Stored records:
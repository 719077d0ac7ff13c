//! Keyboard control loop.
//!
//! A static binding table maps each tuning key to an (increment, decrement)
//! character pair; the bindings are fixed at startup and never change. One
//! character may drive several keys at once — the focal-length and
//! optical-center pairs adjust both eyes together, which keeps the default
//! left-tied-right calibration in lockstep while the per-eye keys remain
//! independently settable through the store.
//!
//! `q` requests shutdown, `p` dumps the full parameter set, unrecognized
//! keys are ignored. Adjustments step by ±10; a crop margin driven below
//! zero is clamped and the (once-per-excursion) notice is logged here.

use crate::params::{ParamKey, ParamStore, ADJUST_STEP};

pub const QUIT_KEY: char = 'q';
pub const DUMP_KEY: char = 'p';

/// One tuning key with its increment/decrement trigger characters.
pub struct KeyBinding {
    pub key: ParamKey,
    pub increment: char,
    pub decrement: char,
}

/// The fixed binding table.
#[rustfmt::skip]
pub const BINDINGS: &[KeyBinding] = &[
    KeyBinding { key: ParamKey::FxLeft, increment: 'f', decrement: 's' },
    KeyBinding { key: ParamKey::FxRight, increment: 'f', decrement: 's' },
    KeyBinding { key: ParamKey::FyLeft, increment: 'e', decrement: 'd' },
    KeyBinding { key: ParamKey::FyRight, increment: 'e', decrement: 'd' },
    KeyBinding { key: ParamKey::CxLeft, increment: 'l', decrement: 'j' },
    KeyBinding { key: ParamKey::CxRight, increment: 'l', decrement: 'j' },
    KeyBinding { key: ParamKey::CyLeft, increment: 'k', decrement: 'i' },
    KeyBinding { key: ParamKey::CyRight, increment: 'k', decrement: 'i' },
    KeyBinding { key: ParamKey::PostOffsetY, increment: 'o', decrement: 'u' },
    KeyBinding { key: ParamKey::PostOffsetX, increment: 'm', decrement: 'n' },
    KeyBinding { key: ParamKey::PreOffsetX, increment: '.', decrement: ',' },
    KeyBinding { key: ParamKey::PreOffsetY, increment: 'h', decrement: ';' },
    KeyBinding { key: ParamKey::CropLeft, increment: 'z', decrement: 'x' },
    KeyBinding { key: ParamKey::CropTop, increment: 'w', decrement: 'r' },
    KeyBinding { key: ParamKey::CropRight, increment: 'c', decrement: 'v' },
    KeyBinding { key: ParamKey::CropBottom, increment: 'a', decrement: 'g' },
];

/// What a key press asked for.
#[derive(Clone, Copy, Debug, PartialEq, Eq)]
pub enum ControlAction {
    /// Shut the pipeline down.
    Quit,
    /// The parameter dump was logged.
    Dump,
    /// Tuning keys were adjusted; `notices` counts freshly reported clamps.
    Adjusted { keys: usize, notices: usize },
    /// Not a bound key.
    Ignored,
}

/// React to a single key press.
pub fn handle_key(store: &ParamStore, key: char) -> ControlAction {
    if key == QUIT_KEY {
        return ControlAction::Quit;
    }
    if key == DUMP_KEY {
        log_param_dump(store);
        return ControlAction::Dump;
    }

    let mut touched = 0usize;
    let mut notices = 0usize;
    for binding in BINDINGS {
        let delta = if key == binding.increment {
            ADJUST_STEP
        } else if key == binding.decrement {
            -ADJUST_STEP
        } else {
            continue;
        };

        let outcome = store.adjust(binding.key, delta);
        touched += 1;
        if outcome.notice {
            notices += 1;
            log::warn!(
                "{} would go below zero; held at 0",
                binding.key.name()
            );
        }
    }

    if touched == 0 {
        ControlAction::Ignored
    } else {
        ControlAction::Adjusted {
            keys: touched,
            notices,
        }
    }
}

/// Log every parameter on one line, in declaration order.
pub fn log_param_dump(store: &ParamStore) {
    let rendered = store
        .dump()
        .into_iter()
        .map(|(name, value)| format!("{} = {}", name, value))
        .collect::<Vec<_>>()
        .join(", ");
    log::info!("parameters: {}", rendered);
}

// ----------------------------------------------------------------------------
// Tests
// ----------------------------------------------------------------------------
//! Interface records built from `ip addr show` output.

use serde::Serialize;
use std::fmt;
use std::fs;
use std::path::PathBuf;
use tracing::debug;

use crate::parse::{
    extract, group_lines_by_indent, leading_ws, ADDR_RE, ETHER_RE, IF_HEADER_RE, MTU_RE, STATE_RE,
};

/// Administrative state, derived from the `UP` interface flag.
#[derive(Debug, Clone, Copy, PartialEq, Eq, Serialize)]
#[serde(rename_all = "lowercase")]
pub enum AdminState {
    Up,
    Down,
}

/// Operational state, derived from the `state` field.
#[derive(Debug, Clone, Copy, PartialEq, Eq, Serialize)]
#[serde(rename_all = "lowercase")]
pub enum OperState {
    Up,
    Down,
}

/// Link-layer type of an interface.
#[derive(Debug, Clone, Copy, PartialEq, Eq, Serialize)]
#[serde(rename_all = "lowercase")]
pub enum LinkType {
    Ethernet,
    Loopback,
    Vlan,
    Bond,
}

/// IP address family.
#[derive(Debug, Clone, Copy, PartialEq, Eq, Hash, Serialize)]
pub enum AddressFamily {
    #[serde(rename = "inet")]
    Ipv4,
    #[serde(rename = "inet6")]
    Ipv6,
}

impl AddressFamily {
    /// Maps the iproute2 keyword (`inet`, `inet6`).
    pub fn from_keyword(keyword: &str) -> Option<Self> {
        match keyword {
            "inet" => Some(AddressFamily::Ipv4),
            "inet6" => Some(AddressFamily::Ipv6),
            _ => None,
        }
    }

    /// iproute2 keyword.
    pub fn keyword(&self) -> &'static str {
        match self {
            AddressFamily::Ipv4 => "inet",
            AddressFamily::Ipv6 => "inet6",
        }
    }

    /// sysctl tree name (`ipv4`, `ipv6`).
    pub fn sysctl_tree(&self) -> &'static str {
        match self {
            AddressFamily::Ipv4 => "ipv4",
            AddressFamily::Ipv6 => "ipv6",
        }
    }

    /// `ip` family switch (`-4`, `-6`).
    pub fn ip_flag(&self) -> &'static str {
        match self {
            AddressFamily::Ipv4 => "-4",
            AddressFamily::Ipv6 => "-6",
        }
    }
}

impl fmt::Display for AddressFamily {
    fn fmt(&self, f: &mut fmt::Formatter<'_>) -> fmt::Result {
        f.write_str(self.keyword())
    }
}

impl std::str::FromStr for AddressFamily {
    type Err = String;

    fn from_str(s: &str) -> Result<Self, Self::Err> {
        match s.to_ascii_lowercase().as_str() {
            "ipv4" | "inet" | "4" => Ok(AddressFamily::Ipv4),
            "ipv6" | "inet6" | "6" => Ok(AddressFamily::Ipv6),
            other => Err(format!("unknown address family '{}'", other)),
        }
    }
}

/// One address configured on an interface.
#[derive(Debug, Clone, PartialEq, Eq, Serialize)]
pub struct IpAddressEntry {
    pub family: AddressFamily,
    pub address: String,
    pub prefix_len: u8,
}

impl IpAddressEntry {
    /// Parses an `<af> <addr>/<prefix>` line. Families other than `inet`
    /// and `inet6` yield `None`.
    pub fn parse(line: &str) -> Option<Self> {
        let caps = ADDR_RE.captures(line)?;
        let family = AddressFamily::from_keyword(caps.name("af_type")?.as_str())?;
        let prefix_len = caps.name("prefix")?.as_str().parse().ok()?;
        Some(Self {
            family,
            address: caps.name("addr")?.as_str().to_string(),
            prefix_len,
        })
    }
}

impl fmt::Display for IpAddressEntry {
    fn fmt(&self, f: &mut fmt::Formatter<'_>) -> fmt::Result {
        write!(f, "{} {}/{}", self.family, self.address, self.prefix_len)
    }
}

/// Decides the link type of an interface by name.
pub trait LinkClassifier: Send + Sync {
    fn classify(&self, ifname: &str) -> LinkType;
}

/// Classifies through `<root>/<ifname>/uevent` (`DEVTYPE=vlan|bond`).
#[derive(Debug, Clone)]
pub struct SysfsClassifier {
    root: PathBuf,
}

impl SysfsClassifier {
    pub fn new(root: impl Into<PathBuf>) -> Self {
        Self { root: root.into() }
    }
}

impl LinkClassifier for SysfsClassifier {
    fn classify(&self, ifname: &str) -> LinkType {
        if ifname == "lo" || ifname.starts_with("lo:") {
            return LinkType::Loopback;
        }

        let uevent = self.root.join(ifname).join("uevent");
        let Ok(content) = fs::read_to_string(&uevent) else {
            return LinkType::Ethernet;
        };

        let mut link_type = LinkType::Ethernet;
        for line in content.lines() {
            match line.trim().split_once('=') {
                Some(("DEVTYPE", "vlan")) => link_type = LinkType::Vlan,
                Some(("DEVTYPE", "bond")) => link_type = LinkType::Bond,
                _ => {}
            }
        }
        link_type
    }
}

/// A kernel interface as reported by `ip addr show` in one namespace.
#[derive(Debug, Clone, PartialEq, Eq, Serialize)]
pub struct InterfaceRecord {
    /// Namespace (VRF) the interface was listed in.
    pub vrf_name: String,
    pub ifindex: u32,
    /// Name with any `@peer` suffix removed.
    pub name: String,
    pub flags: Vec<String>,
    pub admin_state: AdminState,
    pub oper_state: OperState,
    pub mtu: Option<u32>,
    pub link_type: LinkType,
    /// Set when a `macvlan` detail line was seen; such interfaces need an
    /// ip table rule installed by the caller.
    pub is_macvlan: bool,
    /// MAC address with colons removed.
    pub mac: Option<String>,
    pub addresses: Vec<IpAddressEntry>,
}

impl InterfaceRecord {
    /// Parses one interface block (header line plus indented detail lines).
    ///
    /// Returns `None` when the header is not recognisable.
    pub fn parse<S: AsRef<str>>(
        block: &[S],
        vrf_name: &str,
        classifier: &dyn LinkClassifier,
    ) -> Option<Self> {
        let header = block.first()?.as_ref();
        let Some(caps) = IF_HEADER_RE.captures(header) else {
            debug!(line = %header, "Skipping unrecognised interface header");
            return None;
        };

        let ifindex = caps.name("ifindex")?.as_str().parse().ok()?;
        let raw_name = caps.name("ifname")?.as_str();
        let name = raw_name
            .split_once('@')
            .map_or(raw_name, |(name, _peer)| name)
            .to_string();
        let flags: Vec<String> = caps
            .name("flags")?
            .as_str()
            .split(',')
            .filter(|f| !f.is_empty())
            .map(String::from)
            .collect();

        let admin_state = if flags.iter().any(|f| f.eq_ignore_ascii_case("up")) {
            AdminState::Up
        } else {
            AdminState::Down
        };
        let oper_state = match extract(&STATE_RE, "oper", header) {
            Some(state) if state.eq_ignore_ascii_case("up") => OperState::Up,
            _ => OperState::Down,
        };
        let mtu = extract(&MTU_RE, "mtu", header).and_then(|m| m.parse().ok());
        let link_type = classifier.classify(&name);

        let mut record = Self {
            vrf_name: vrf_name.to_string(),
            ifindex,
            name,
            flags,
            admin_state,
            oper_state,
            mtu,
            link_type,
            is_macvlan: false,
            mac: None,
            addresses: Vec::new(),
        };

        let details = &block[1..];
        let Some(first) = details.first() else {
            return Some(record);
        };

        for sub_block in group_lines_by_indent(leading_ws(first.as_ref()), details) {
            let head = &sub_block[0];
            if head.contains("link/ether") {
                record.mac = extract(&ETHER_RE, "addr", head).map(|mac| mac.replace(':', ""));
                continue;
            }
            if head.contains("macvlan") {
                record.is_macvlan = true;
                continue;
            }
            if let Some(entry) = IpAddressEntry::parse(head) {
                record.addresses.push(entry);
            }
        }

        Some(record)
    }

    pub fn is_admin_up(&self) -> bool {
        self.admin_state == AdminState::Up
    }

    pub fn is_oper_up(&self) -> bool {
        self.oper_state == OperState::Up
    }

    /// Addresses of one family.
    pub fn addresses_of(&self, family: AddressFamily) -> impl Iterator<Item = &IpAddressEntry> {
        self.addresses.iter().filter(move |a| a.family == family)
    }
}

/// Splits full `ip addr show` output into interface records.
pub fn parse_interfaces<S: AsRef<str>>(
    lines: &[S],
    vrf_name: &str,
    classifier: &dyn LinkClassifier,
) -> Vec<InterfaceRecord> {
    group_lines_by_indent(0, lines)
        .iter()
        .filter_map(|block| InterfaceRecord::parse(block.as_slice(), vrf_name, classifier))
        .collect()
}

WORK REQUIRED
Take the lines from the start of the records through the line holding "per-eye keys remain", both included, and please print them exactly, with nothing else.

ANSWER BELOW
repository 719077d0ac7ff13c
//! Keyboard control loop.
//!
//! A static binding table maps each tuning key to an (increment, decrement)
//! character pair; the bindings are fixed at startup and never change. One
//! character may drive several keys at once — the focal-length and
//! optical-center pairs adjust both eyes together, which keeps the default
//! left-tied-right calibration in lockstep while the per-eye keys remain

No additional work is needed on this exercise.